France Becomes The First Country to Ban All Five Pesticides Linked to Bee Deaths

France’s new ban goes further than the European Union’s, which outlaws only 3 bee-killing pesticides France has now set the benchmark in the global effort to save the bees and prevent “ecological Armageddon.” The country banned all 5 of the neonicotinoid pesticides that researchers are blaming for collapsing bee populations. The move follows the European Union’s ban of the three worst offenders — clothianidin, imidacloprid and thiamethoxam — in crop fields starting last month. France has banned these three along with thiacloprid and acetamiprid, not only outdoors but in greenhouses too. Studies have shown that neonicotinoids cut bees’ sperm count and scramble their memory and homing skills. The latest research suggests bees can develop a dangerous addiction to the insecticides , much like smokers for nicotine.
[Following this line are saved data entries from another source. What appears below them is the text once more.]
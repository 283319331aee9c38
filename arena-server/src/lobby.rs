//! The pre-match lobby protocol.
//!
//! Create, join, ready, start, leave, kick and the lobby snapshots. Every
//! handler resolves the caller through its connection metadata, takes the
//! room lock, mutates, and broadcasts the canonical lobby state so clients
//! never have to patch their member list themselves.

use protocol::ErrorCode;
use protocol::ServerEvent;
use protocol::consts::COUNTDOWN_MS;
use protocol::events::{AdsState, ErrorNotice, MatchAnnounce, RateLimit, RoomCreated};
use protocol::wire::{MapKey, PlayerKey, RoomPhase};
use rand::prelude::IndexedRandom;

use crate::party;
use crate::room::{ConnId, RoomStore};
use crate::state::AppState;
use crate::telemetry::Telemetry;
use crate::util::sanitize_name;

/// Handshake guard: room creations per source IP.
const CREATE_IP_LIMIT: RateLimit = RateLimit { max: 8, window_ms: 10_000 };
/// Handshake guard: room creations per device id.
const CREATE_PID_LIMIT: RateLimit = RateLimit { max: 4, window_ms: 10_000 };
/// Handshake guard: joins per source IP.
const JOIN_IP_LIMIT: RateLimit = RateLimit { max: 12, window_ms: 10_000 };
/// Handshake guard: joins per device id.
const JOIN_PID_LIMIT: RateLimit = RateLimit { max: 6, window_ms: 10_000 };

fn send_error(app: &AppState, conn_id: ConnId, code: ErrorCode) {
    app.transport.send(
        conn_id,
        &ServerEvent::Error(ErrorNotice { code, message: code.as_str().to_string() }),
    );
}

fn send_join_error(app: &AppState, conn_id: ConnId, code: ErrorCode) {
    app.transport.send(
        conn_id,
        &ServerEvent::JoinError(ErrorNotice { code, message: code.as_str().to_string() }),
    );
}

/// The caller's identity, or an auth error on the socket.
fn require_identity(app: &AppState, conn_id: ConnId) -> Option<(String, Option<String>)> {
    let meta = app.transport.meta(conn_id)?;
    match meta.persistent_id {
        Some(pid) => Some((pid, meta.profile_id)),
        None => {
            app.transport.send(
                conn_id,
                &ServerEvent::AuthError(ErrorNotice {
                    code: ErrorCode::AuthRequired,
                    message: ErrorCode::AuthRequired.as_str().to_string(),
                }),
            );
            None
        }
    }
}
The ban is celebrated by beekeepers and environmentalists, but cereal and sugar beet farmers warn it could leave them defenseless in protecting their crops against harmful insects, The Telegraph reports. Introduced in the mid-1990s, synthetic neonicotinoids share the chemical structure of nicotine and attack the central nervous system of insects. The United Nations warned last year that 40 percent of pollinators – particularly bees and butterflies – risk global extinction.